# Sps fc106



## Leinad (7 November 2011)

Hallo zusammen

Ich habe eine Frage betreffend des FC106, und zwar hab ich den bei den Bausteinen eingefügt und alle erforderlichen Daten/Ein-/Ausgänge eingegeben. Wenn ich den nun auf die SPS Lade kommt sofort ein Interner Fehler und beim Diagnosepuffer die Meldung: Stopp durch Programmierfehler (OB nicht geladen oder nicht möglich,bzw. kein FRB vorhanden)
kann mir jemand helfen?

wäre sehr froh um eine möglichst schnelle Antwort =)

mfG Leinad


----------



## Tigerente1974 (7 November 2011)

Ganz schnell geht, wenn Du den Code postest =)


----------



## Burns848 (7 November 2011)

Hallo, 
vielleicht wären ein paar zusätzliche infos hilfreich....
so wie du es geschrieben hast, hast du den FC aus irgendeiner bibliothek eingefügt ? 
oder ist der Baustein selbst geschrieben. 
Fehlt vieleicht noch eine SFC ?? 
Aber hellsehen können wir hier nicht also mehr infos schreiben ....


----------



## rostiger Nagel (7 November 2011)

Hast du den FC106 auch zur Steuerung übertragen?


----------



## Leinad (7 November 2011)

> so wie du es geschrieben hast, hast du den FC aus irgendeiner bibliothek eingefügt ?



ja ist aus einer Bibliothek herausgenommen...

und ich glaub kaum das ein SFC fhelt, habe aufjedenfall keinen gelöscht oder so...



> Hast du den FC106 auch zur Steuerung übertragen?​




wie meinst du das genau zur steuerung übertragen? also auf die sps geladen hab ichs...

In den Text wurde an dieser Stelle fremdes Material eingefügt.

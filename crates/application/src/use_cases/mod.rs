//! API use cases built on the authenticated session.

mod auth;
mod contact;
mod content;

pub use auth::AuthService;
pub use contact::ContactService;
pub use content::ContentService;

use portal_domain::ApiResponse;
use serde::de::DeserializeOwned;

use crate::error::{SessionError, SessionResult};

/// Decodes a successful response body. An empty body decodes as JSON `null`.
fn decode<T: DeserializeOwned>(response: &ApiResponse) -> SessionResult<T> {
    let body = if response.body.trim().is_empty() {
        "null"
    } else {
        response.body.as_str()
    };
    serde_json::from_str(body).map_err(|e| SessionError::InvalidResponse(e.to_string()))
}
//! Stable JSON for files the client writes.
//!
//! - Keys sorted (via `BTreeMap` in persisted types)
//! - 2-space indentation
//! - Trailing newline

mod json;

pub use json::*;
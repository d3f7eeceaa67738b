//! HTTP Request body types

use serde::{Deserialize, Serialize};

/// Content type for JSON payloads.
pub const JSON_CONTENT_TYPE: &str = "application/json";
/// Content type for URL-encoded form payloads.
pub const FORM_CONTENT_TYPE: &str = "application/x-www-form-urlencoded";

/// Payload of an outbound request.
#[derive(Debug, Clone, PartialEq, Eq, Serialize, Deserialize, Default)]
#[serde(tag = "type", content = "content", rename_all = "snake_case")]
pub enum RequestBody {
    /// No body
    #[default]
    None,
    /// JSON document
    Json(serde_json::Value),
    /// URL-encoded form fields, in order
    Form(Vec<(String, String)>),
}

impl RequestBody {
    /// Creates a form body from key/value pairs.
    #[must_use]
    pub fn form<K, V>(fields: impl IntoIterator<Item = (K, V)>) -> Self
    where
        K: Into<String>,
        V: Into<String>,
    {
        Self::Form(
            fields
                .into_iter()
                .map(|(k, v)| (k.into(), v.into()))
                .collect(),
        )
    }

    /// Returns whether the body is absent.
    #[must_use]
    pub const fn is_none(&self) -> bool {
        matches!(self, Self::None)
    }

    /// Returns true for URL-encoded form payloads.
    #[must_use]
    pub const fn is_form(&self) -> bool {
        matches!(self, Self::Form(_))
    }

    /// Returns the content type implied by the payload.
    #[must_use]
    pub const fn content_type(&self) -> Option<&'static str> {
        match self {
            Self::None => None,
            Self::Json(_) => Some(JSON_CONTENT_TYPE),
            Self::Form(_) => Some(FORM_CONTENT_TYPE),
        }
    }
}

#[cfg(test)]
mod tests {
    use super::*;
    use pretty_assertions::assert_eq;

    #[test]
    fn json_body_content_type() {
        let body = RequestBody::Json(serde_json::json!({"title": "BIM"}));
        assert_eq!(body.content_type(), Some(JSON_CONTENT_TYPE));
        assert!(!body.is_form());
    }

    #[test]
    fn form_body_content_type() {
        let body = RequestBody::form([("username", "admin"), ("password", "secret")]);
        assert_eq!(body.content_type(), Some(FORM_CONTENT_TYPE));
        assert!(body.is_form());
    }

    #[test]
    fn empty_body_has_no_content_type() {
        let body = RequestBody::None;
        assert!(body.is_none());
        assert_eq!(body.content_type(), None);
    }
}
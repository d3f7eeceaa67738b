//! Portal Infrastructure - Adapters and implementations
//!
//! This crate provides concrete implementations of the ports
//! defined in the application layer.

pub mod adapters;
pub mod navigation;
pub mod persistence;
pub mod serialization;

pub use adapters::{ReqwestTransport, SystemClock};
pub use navigation::HistoryNavigator;
pub use persistence::{FileTokenStore, SettingsError, SettingsLoader};
pub use serialization::{
    SerializationError, from_json, from_json_bytes, to_json_stable, to_json_stable_bytes,
};
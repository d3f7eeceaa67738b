//! File-backed persistence.

mod settings_loader;
mod token_file;

pub use settings_loader::{SettingsError, SettingsLoader};
pub use token_file::FileTokenStore;

use std::path::PathBuf;

/// Returns the portal config directory (e.g. `~/.config/portal`).
#[must_use]
pub fn config_dir() -> Option<PathBuf> {
    dirs::config_dir().map(|p| p.join("portal"))
}
//! Client Settings Domain Model
//!
//! Defines how the session reaches the backend and where credentials live.

use std::sync::LazyLock;
use std::time::Duration;

use regex::Regex;
use serde::{Deserialize, Serialize};
use url::Url;

use crate::error::{DomainError, DomainResult};

/// Backend origin used when nothing else is configured.
pub const DEFAULT_BACKEND_ORIGIN: &str = "http://localhost:8000";
/// Path under the backend origin where the API is mounted.
pub const API_PATH: &str = "/api";

/// Frontend dev ports that Codespaces exposes as `<name>-<port>.app.github.dev`.
#[allow(clippy::expect_used)]
static CODESPACES_FRONTEND: LazyLock<Regex> =
    LazyLock::new(|| Regex::new(r"-(3000|3001)\.app\.github\.dev$").expect("valid regex"));

/// Settings for the authenticated API session.
#[derive(Debug, Clone, PartialEq, Eq, Serialize, Deserialize)]
#[serde(default)]
pub struct ClientSettings {
    /// Base URL every request path is joined onto.
    pub base_url: String,
    /// Per-request timeout in milliseconds.
    pub timeout_ms: u64,
    /// How long a queued request waits for an in-progress invalidation.
    pub retry_wait_ms: u64,
    /// Storage key of the primary credential.
    pub token_key: String,
    /// Storage key consulted when the primary credential is absent.
    pub fallback_token_key: String,
    /// Path of the login page.
    pub login_path: String,
    /// Prefix of every admin page.
    pub admin_prefix: String,
}

impl Default for ClientSettings {
    fn default() -> Self {
        Self {
            base_url: format!("{DEFAULT_BACKEND_ORIGIN}{API_PATH}"),
            timeout_ms: 30_000,
            retry_wait_ms: 30_000,
            token_key: "admin_token".to_string(),
            fallback_token_key: "auth_token".to_string(),
            login_path: "/admin/login".to_string(),
            admin_prefix: "/admin".to_string(),
        }
    }
}

impl ClientSettings {
    /// Returns the request timeout.
    #[must_use]
    pub const fn timeout(&self) -> Duration {
        Duration::from_millis(self.timeout_ms)
    }

    /// Returns the bound on waiting for an invalidation to finish.
    #[must_use]
    pub const fn retry_wait(&self) -> Duration {
        Duration::from_millis(self.retry_wait_ms)
    }

    /// Parses the base URL.
    ///
    /// # Errors
    ///
    /// Returns an error if the base URL is not an absolute http(s) URL.
    pub fn parsed_base_url(&self) -> DomainResult<Url> {
        let url = Url::parse(&self.base_url)
            .map_err(|e| DomainError::InvalidUrl(format!("{e}: {}", self.base_url)))?;
        if !matches!(url.scheme(), "http" | "https") {
            return Err(DomainError::InvalidUrl(format!(
                "unsupported scheme `{}`",
                url.scheme()
            )));
        }
        Ok(url)
    }

    /// Checks that every setting is usable.
    ///
    /// # Errors
    ///
    /// Returns the first invalid setting found.
    pub fn validate(&self) -> DomainResult<()> {
        self.parsed_base_url()?;
        if self.timeout_ms == 0 {
            return Err(invalid("timeout_ms", "must be greater than zero"));
        }
        if self.retry_wait_ms == 0 {
            return Err(invalid("retry_wait_ms", "must be greater than zero"));
        }
        if self.token_key.is_empty() {
            return Err(invalid("token_key", "must not be empty"));
        }
        if !self.login_path.starts_with('/') {
            return Err(invalid("login_path", "must start with `/`"));
        }
        if !self.admin_prefix.starts_with('/') {
            return Err(invalid("admin_prefix", "must start with `/`"));
        }
        Ok(())
    }
}

fn invalid(name: &str, reason: &str) -> DomainError {
    DomainError::InvalidSetting {
        name: name.to_string(),
        reason: reason.to_string(),
    }
}

/// Derives the backend origin from the host name serving the frontend.
///
/// Inside GitHub Codespaces the frontend runs on port 3000 or 3001 and the
/// backend on 8000 of the same workspace; everywhere else the backend is
/// expected on localhost.
#[must_use]
pub fn backend_origin_for_host(host: &str) -> String {
    let host = host.split(':').next().unwrap_or(host);
    if host.contains("github.dev") {
        let backend = CODESPACES_FRONTEND.replace(host, "-8000.app.github.dev");
        return format!("https://{backend}");
    }
    DEFAULT_BACKEND_ORIGIN.to_string()
}

#[cfg(test)]
#[allow(clippy::unwrap_used)]
mod tests {
    use super::*;
    use pretty_assertions::assert_eq;

    #[test]
    fn defaults_are_valid() {
        let settings = ClientSettings::default();
        assert!(settings.validate().is_ok());
        assert_eq!(settings.base_url, "http://localhost:8000/api");
        assert_eq!(settings.timeout(), Duration::from_secs(30));
    }

    #[test]
    fn missing_fields_take_defaults() {
        let settings: ClientSettings =
            serde_json::from_str(r#"{"base_url": "https://api.example.com/api"}"#).unwrap();
        assert_eq!(settings.base_url, "https://api.example.com/api");
        assert_eq!(settings.token_key, "admin_token");
        assert_eq!(settings.login_path, "/admin/login");
    }

    #[test]
    fn rejects_bad_values() {
        let settings = ClientSettings {
            base_url: "ftp://example.com".to_string(),
            ..ClientSettings::default()
        };
        assert!(matches!(settings.validate(), Err(DomainError::InvalidUrl(_))));

        let settings = ClientSettings {
            timeout_ms: 0,
            ..ClientSettings::default()
        };
        assert!(matches!(
            settings.validate(),
            Err(DomainError::InvalidSetting { name, .. }) if name == "timeout_ms"
        ));
    }

    #[test]
    fn codespaces_frontend_maps_to_backend_port() {
        assert_eq!(
            backend_origin_for_host("fuzzy-space-3000.app.github.dev"),
            "https://fuzzy-space-8000.app.github.dev"
        );
        assert_eq!(
            backend_origin_for_host("fuzzy-space-3001.app.github.dev:443"),
            "https://fuzzy-space-8000.app.github.dev"
        );
    }

    #[test]
    fn other_hosts_use_localhost() {
        assert_eq!(backend_origin_for_host("example.com"), "http://localhost:8000");
        assert_eq!(backend_origin_for_host("localhost:5173"), "http://localhost:8000");
    }
}
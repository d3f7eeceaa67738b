//! Portal Application - Session and use cases
//!
//! This crate holds the authenticated HTTP session and the services built on
//! it. It depends only on the domain crate and defines ports that the
//! infrastructure layer implements.

pub mod auth;
pub mod error;
pub mod events;
pub mod notifications;
pub mod ports;
pub mod session;
pub mod use_cases;

pub use auth::MemoryTokenStore;
pub use error::{SessionError, SessionResult};
pub use events::{ErrorBus, ErrorListener};
pub use notifications::ToastQueue;
pub use ports::{
    Clock, HttpTransport, NavigationError, Navigator, StorageError, TokenStorage, TransportError,
};
pub use session::AuthSession;
pub use use_cases::{AuthService, ContactService, ContentService};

entschuldigt das ich im moment nicht mehr schreibe, kann mir forstellen dass es so relativ schwierig ist zu Antworten, bin leider bisschen im Stress..


----------



## rostiger Nagel (7 November 2011)

Ein bischen mehr schreiben must du schon wenn der Streß weniger werden soll.
Wie sieht es denn mit den Diagnospuffer aus, kannst du den mal hochladen
Der Gewünschte Bausteinausszug wäre sehr Hilfreich


----------



## Waelder (7 November 2011)

Hmm könnt das sein du meinst den FC106 Unscale ? aus der Bibl. von siemens ? Dann schau mal auf dein zu beschreibendes Wort vielleicht fehlt dir der PAW ? oder der Adressbereich stimmt sonst irgendwo nicht. U.u. wie schon vorher angeprochen ist derFC überhaupt auf der SPS ?
Grüsse Wälder


----------



## online (7 November 2011)

Leinad schrieb:


> also auf die sps geladen hab ichs...


Du musst den FC106 auch separat übertragen, nicht nur den Baustein in den du ihn eingefügt hast!


----------



## Leinad (7 November 2011)

> Hmm könnt das sein du meinst den FC106 Unscale ? aus der Bibl. von siemens ?



ja genau den mein ich =)

inzwischen glaub ich das es gar nicht am FC106 liegt...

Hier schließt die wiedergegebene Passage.